**Data:**
-------------------------

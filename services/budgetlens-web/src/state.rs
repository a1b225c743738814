//! Application state

use std::sync::Arc;

use budgetlens_session::{SessionStore, UserStore};
use budgetlens_ynab::BudgetClient;

/// Shared state handed to every handler.
///
/// Everything here is immutable after startup; per-request state lives
/// in the session cookie.
#[derive(Clone)]
pub struct AppState {
    /// Signed-cookie session store
    pub sessions: SessionStore,
    /// Remote budgeting API client
    pub client: BudgetClient,
    /// User account lookup
    pub users: Arc<dyn UserStore>,
}
//! Session data types and the user-lookup seam

use async_trait::async_trait;
use serde::{Deserialize, Serialize};

/// Cookie-carried session record.
///
/// All three fields are independently optional. An absent access token
/// gates off every budget view; an absent user id gates off every
/// user-scoped view.
#[derive(Debug, Clone, Default, PartialEq, Eq, Serialize, Deserialize)]
pub struct Session {
    /// Opaque user identifier
    #[serde(rename = "userId", skip_serializing_if = "Option::is_none")]
    pub user_id: Option<String>,

    /// Bearer credential for the remote budgeting API
    #[serde(rename = "accessToken", skip_serializing_if = "Option::is_none")]
    pub access_token: Option<String>,

    /// Currently selected budget
    #[serde(rename = "budgetId", skip_serializing_if = "Option::is_none")]
    pub budget_id: Option<String>,
}

impl Session {
    /// True when no field is set
    pub fn is_empty(&self) -> bool {
        self.user_id.is_none() && self.access_token.is_none() && self.budget_id.is_none()
    }

    /// Return a copy with the user id replaced
    pub fn with_user_id(mut self, user_id: impl Into<String>) -> Self {
        self.user_id = Some(user_id.into());
        self
    }

    /// Return a copy with the access token replaced
    pub fn with_access_token(mut self, access_token: impl Into<String>) -> Self {
        self.access_token = Some(access_token.into());
        self
    }

    /// Return a copy with the selected budget replaced
    pub fn with_budget_id(mut self, budget_id: impl Into<String>) -> Self {
        self.budget_id = Some(budget_id.into());
        self
    }
}

/// A user account record
#[derive(Debug, Clone, PartialEq, Eq, Serialize, Deserialize)]
pub struct User {
    /// Stable identifier (what the session stores)
    pub id: String,
    /// Login email
    pub email: String,
}

/// User lookup collaborator for [`crate::require_user`].
///
/// A lookup that cannot resolve an id returns `None`; the gate treats
/// that as stale identity and forces a logout.
#[async_trait]
pub trait UserStore: Send + Sync {
    /// Resolve a user by id
    async fn user_by_id(&self, id: &str) -> Option<User>;

    /// Resolve a user by login email
    async fn user_by_email(&self, email: &str) -> Option<User>;
}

-------------------------

**What this task involves:**
Set down, word for word, each line from the top of the records above through the line with "pub struct Session".

**Output for this exercise:**
filename services/budgetlens-web/src/state.rs
repository a1b225c743738814
//! Application state

use std::sync::Arc;

use budgetlens_session::{SessionStore, UserStore};
use budgetlens_ynab::BudgetClient;

/// Shared state handed to every handler.
///
/// Everything here is immutable after startup; per-request state lives
/// in the session cookie.
#[derive(Clone)]
pub struct AppState {
    /// Signed-cookie session store
    pub sessions: SessionStore,
    /// Remote budgeting API client
    pub client: BudgetClient,
    /// User account lookup
    pub users: Arc<dyn UserStore>,
}
//! Session data types and the user-lookup seam

use async_trait::async_trait;
use serde::{Deserialize, Serialize};

/// Cookie-carried session record.
///
/// All three fields are independently optional. An absent access token
/// gates off every budget view; an absent user id gates off every
/// user-scoped view.
#[derive(Debug, Clone, Default, PartialEq, Eq, Serialize, Deserialize)]
pub struct Session {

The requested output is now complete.